Efrim Manuel Menuck is best known as co-founder of Godspeed You! Black Emperor,, leader of agit-chamber-punk group Thee Silver Mt. Zion, and member of the Vic Chesnutt Band (2007-2009); he has a combined thirteen albums under his belt with these three groups. He is also co-founder of Montreal’s Hotel2Tango recording studio, with dozens of recording, arranging and guest playing credits to his name, for a list of artists as diverse as British Sea Power, Carla Bozulich’s Evangelista, and Grant Hart.This album will be available via Constellation this May.In the meantime, you can sample and share online two tracks from his album:
Fans of Menuck will be well versed in his highly original and constantly evolving approach to the sound of the electric guitar – a unique combination of short and long analog delays, biting compression and blown-out clouds of pink noise distortion. His recasting of various folkways through the lens of uncompromising punk-rock is also well-documented in the discography of Thee Silver Mt. Zion, with that band’s use of poetically political group singing set against a hybrid of damaged blues, waltz, klezmer and folk instrumental tropes.

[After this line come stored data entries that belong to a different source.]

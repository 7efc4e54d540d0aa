//! HD44780 instruction set and drivers.
//!
//! See [HD44780Driver] for the write-side instruction set. [PortHD44780Driver] implements it by
//! bit-banging a 4-bit bus over AVR port registers.

mod port;

use crate::{LcdError, LcdResult};
use log::trace;
pub use port::*;
use std::fmt::{Debug, Display, Formatter};

/// The instructions of the HD44780 that don't read anything back.
///
/// | Instruction       | Encoding   |
/// |-------------------|------------|
/// | Clear display     | `00000001` |
/// | Return home       | `0000001?` |
/// | Entry mode set    | `000001IS` |
/// | Display control   | `00001DCB` |
/// | Cursor/display shift | `0001SR??` |
/// | Function set      | `001DNF??` |
/// | Set CGRAM address | `01AAAAAA` |
/// | Set DDRAM address | `1AAAAAAA` |
#[derive(Copy, Clone, Debug, Eq, PartialEq)]
pub enum Instruction {
    ClearDisplay,
    ReturnHome,
    EntryModeSet {
        direction: CursorDirection,
        shift: bool,
    },
    DisplayControl {
        display: bool,
        cursor: bool,
        blink: bool,
    },
    CursorShift {
        target: ShiftTarget,
        direction: CursorDirection,
    },
    FunctionSet {
        eight_bit: bool,
        two_lines: bool,
        alt_font: bool,
    },
    SetCgramAddress(u8),
    SetDdramAddress(u8),
}

impl Instruction {
    pub const CLEAR_DISPLAY: u8 = 0b0000_0001;
    pub const RETURN_HOME: u8 = 0b0000_0010;
    pub const ENTRY_MODE_SET: u8 = 0b0000_0100;
    pub const DISPLAY_CONTROL: u8 = 0b0000_1000;
    pub const CURSOR_SHIFT: u8 = 0b0001_0000;
    pub const FUNCTION_SET: u8 = 0b0010_0000;
    pub const SET_CGRAM_ADDRESS: u8 = 0b0100_0000;
    pub const SET_DDRAM_ADDRESS: u8 = 0b1000_0000;

    /// Highest CGRAM address (8 glyphs of 8 rows).
    pub const MAX_CGRAM_ADDRESS: u8 = 0b0011_1111;
    /// Highest DDRAM address.
    pub const MAX_DDRAM_ADDRESS: u8 = 0b0111_1111;

    /// Encodes the instruction as a command byte.
    ///
    /// # Errors
    /// - `LcdError::InvalidArgument` if an address doesn't fit its field.
    pub fn encode(self) -> LcdResult<u8> {
        let command = match self {
            Instruction::ClearDisplay => Self::CLEAR_DISPLAY,
            Instruction::ReturnHome => Self::RETURN_HOME,
            Instruction::EntryModeSet { direction, shift } => {
                Self::ENTRY_MODE_SET
                    | flag(direction == CursorDirection::Right, 0b10)
                    | flag(shift, 0b01)
            }
            Instruction::DisplayControl {
                display,
                cursor,
                blink,
            } => {
                Self::DISPLAY_CONTROL
                    | flag(display, 0b100)
                    | flag(cursor, 0b010)
                    | flag(blink, 0b001)
            }
            Instruction::CursorShift { target, direction } => {
                Self::CURSOR_SHIFT
                    | flag(target == ShiftTarget::Display, 0b1000)
                    | flag(direction == CursorDirection::Right, 0b0100)
            }
            Instruction::FunctionSet {
                eight_bit,
                two_lines,
                alt_font,
            } => {
                Self::FUNCTION_SET
                    | flag(eight_bit, 0b1_0000)
                    | flag(two_lines, 0b0_1000)
                    | flag(alt_font, 0b0_0100)
            }
            Instruction::SetCgramAddress(address) => {
                if address > Self::MAX_CGRAM_ADDRESS {
                    return Err(LcdError::InvalidArgument);
                }
                Self::SET_CGRAM_ADDRESS | address
            }
            Instruction::SetDdramAddress(address) => {
                if address > Self::MAX_DDRAM_ADDRESS {
                    return Err(LcdError::InvalidArgument);
                }
                Self::SET_DDRAM_ADDRESS | address
            }
        };
        Ok(command)
    }
}

fn flag(set: bool, bit: u8) -> u8 {
    if set { bit } else { 0 }
}

/// Where the cursor goes after a write, or which way a shift goes.
#[derive(Debug, Copy, Clone, Eq, PartialEq)]
pub enum CursorDirection {
    /// Decrements the address / shifts left.
    Left,
    /// Increments the address / shifts right.
    Right,
}

/// What a shift instruction moves.
#[derive(Debug, Copy, Clone, Eq, PartialEq)]
pub enum ShiftTarget {
    /// Moves only the cursor.
    Cursor,
    /// Moves the whole visible window, cursor included.
    Display,
}

/// Steps of the bring-up sequence. Everything but init needs [ControllerState::Ready].
#[derive(Debug, Copy, Clone, Eq, PartialEq)]
pub enum ControllerState {
    Uninitialized,
    PoweringOn,
    /// One of the three 8-bit function set pulses (1..=3).
    EightBitBootstrap(u8),
    FourBitModeSwitch,
    FunctionSet,
    DisplayOff,
    Cleared,
    EntryModeSet,
    DisplayOn,
    Ready,
}

impl Display for ControllerState {
    fn fmt(&self, f: &mut Formatter<'_>) -> std::fmt::Result {
        match self {
            ControllerState::EightBitBootstrap(step) => write!(f, "EightBitBootstrap({}/3)", step),
            other => Debug::fmt(other, f),
        }
    }
}

/// Write-only interface to an HD44780 controller.
pub trait HD44780Driver: Debug {
    /// Runs the bring-up sequence. Afterwards the display is blank, the cursor hidden and at the
    /// top left, and the driver is ready.
    fn init(&mut self, multiline: bool, alt_font: bool) -> LcdResult<()>;

    /// Encodes and sends an instruction.
    fn execute(&mut self, instruction: Instruction) -> LcdResult<()> {
        let command = instruction.encode()?;
        trace!("{:?} -> {:08b}", instruction, command);
        self.send_command(command)
    }

    /// Clears the display and sets the cursor to the home position.
    fn clear_display(&mut self) -> LcdResult<()> {
        self.execute(Instruction::ClearDisplay)
    }

    /// Sets the cursor to the home position and undoes display shifts.
    fn return_home(&mut self) -> LcdResult<()> {
        self.execute(Instruction::ReturnHome)
    }

    fn set_entry_mode(&mut self, direction: CursorDirection, shift: bool) -> LcdResult<()> {
        self.execute(Instruction::EntryModeSet { direction, shift })
    }

    /// Sets the display on/off, cursor on/off, and blinking on/off.
    fn set_display_control(&mut self, display: bool, cursor: bool, blink: bool) -> LcdResult<()> {
        self.execute(Instruction::DisplayControl {
            display,
            cursor,
            blink,
        })
    }

    /// Moves the cursor or shifts the display by one position.
    fn cursor_shift(&mut self, target: ShiftTarget, direction: CursorDirection) -> LcdResult<()> {
        self.execute(Instruction::CursorShift { target, direction })
    }

    fn function_set(&mut self, eight_bit: bool, two_lines: bool, alt_font: bool) -> LcdResult<()> {
        self.execute(Instruction::FunctionSet {
            eight_bit,
            two_lines,
            alt_font,
        })
    }

    /// Sets the CGRAM address. Following data bytes go to the glyph memory.
    fn set_cgram_address(&mut self, address: u8) -> LcdResult<()> {
        self.execute(Instruction::SetCgramAddress(address))
    }

    /// Sets the DDRAM address. Following data bytes go to the display memory.
    fn set_ddram_address(&mut self, address: u8) -> LcdResult<()> {
        self.execute(Instruction::SetDdramAddress(address))
    }

    // Low-level transfers. The high-level functions above go through these.

    /// Sends a command byte with RS = 0.
    fn send_command(&mut self, command: u8) -> LcdResult<()>;

    /// Sends a data byte with RS = 1.
    fn send_data(&mut self, data: u8) -> LcdResult<()>;
}

#[cfg(test)]
mod tests {
    use super::*;

    #[test]
    fn encodings() {
        use CursorDirection::*;
        use ShiftTarget::*;

        let cases = [
            (Instruction::ClearDisplay, 0x01),
            (Instruction::ReturnHome, 0x02),
            (
                Instruction::EntryModeSet {
                    direction: Right,
                    shift: false,
                },
                0x06,
            ),
            (
                Instruction::DisplayControl {
                    display: false,
                    cursor: false,
                    blink: false,
                },
                0x08,
            ),
            (
                Instruction::DisplayControl {
                    display: true,
                    cursor: true,
                    blink: true,
                },
                0x0F,
            ),
            (
                Instruction::CursorShift {
                    target: Cursor,
                    direction: Left,
                },
                0x10,
            ),
            (
                Instruction::CursorShift {
                    target: Cursor,
                    direction: Right,
                },
                0x14,
            ),
            (
                Instruction::CursorShift {
                    target: Display,
                    direction: Left,
                },
                0x18,
            ),
            (
                Instruction::CursorShift {
                    target: Display,
                    direction: Right,
                },
                0x1C,
            ),
            (
                Instruction::FunctionSet {
                    eight_bit: false,
                    two_lines: true,
                    alt_font: false,
                },
                0x28,
            ),
            (Instruction::SetCgramAddress(0x3F), 0x7F),
            (Instruction::SetDdramAddress(0x40), 0xC0),
        ];

        for (instruction, expected) in cases {
            assert_eq!(instruction.encode(), Ok(expected), "{:?}", instruction);
        }
    }

    #[test]
    fn addresses_out_of_range() {
        assert_eq!(
            Instruction::SetCgramAddress(0x40).encode(),
            Err(LcdError::InvalidArgument)
        );
        assert_eq!(
            Instruction::SetDdramAddress(0x80).encode(),
            Err(LcdError::InvalidArgument)
        );
    }

    #[test]
    fn state_display() {
        assert_eq!(
            ControllerState::EightBitBootstrap(2).to_string(),
            "EightBitBootstrap(2/3)"
        );
        assert_eq!(ControllerState::Ready.to_string(), "Ready");
    }
}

Perhaps less appreciated is Menuck’s work as an inventive signal-bender and sound-sculptor, with an overriding commitment to analog processing, tape manipulations, re-amping and other iterative strategies. Efrim’s aesthetic and techniques remain about as diametrically opposite to the dominant Pro-Tools and DSP culture as it gets for someone working in contemporary multi-tracked rock composition and production.
Efrim Manuel Menuck Plays “High Gospel” rallies all of these talents and sensibilities to deliver a powerful and personal album that serves as an ode to his adopted Montreal hometown (where he has now lived for two decades), the passing of great friends (Vic Chesnutt, Emma) and new fatherhood. Entirely self-produced and tracked at various Montreal locations, the album offers a confident, focused, humble and enveloping song cycle.
The droning, mangled electric guitar beds that underpin group-vocal melodies and dive-bombing electronics on the album’s opening track, and the hauntingly processed field recordings and ominous tape-delayed sound-sculpture of “a 12-pt. program for keep on keepin’ on”, establish Menuck’s inimitable sonic palette in uncompromising and inspired style. “12-pt. program” ends in a glorious squall of soaring tones and distorted breakcore beats that yield to the ensuing song’s intimate yet wide-screen suite for electric guitar and violin (courtesy Silver Mt. Zion bandmate and partner Jessica Moss). “heavy calls & hospitals blues” closes Side 1 with a simple piano-based ballad that harkens back to Efrim’s vocal debut on the first Silver Mt. Zion album in 1999.
The first three songs on Side 2 deploy otherwordly ambience against repeating and contrapuntal melodies filtered through various pedal chains, occupying a distinctive interzone between electronic music and instrumental rock. In the second of these,”kaddish for chesnutt”, Efrim astonishes with lyrics that convey a profound intimacy with Vic, celebrating his life and death in unflinching eulogy. The final scorched-earth solo guitar figures that introduce “i am no longer a motherless child” relent to organ and keyboard oscillations and what is perhaps the most unabashedly celebratory pop song Menuck has ever produced, propelled by a wide-eyed, joyous, deeply proud (and existentially relieved?) vocal that is all chorus: the song title sung over and over….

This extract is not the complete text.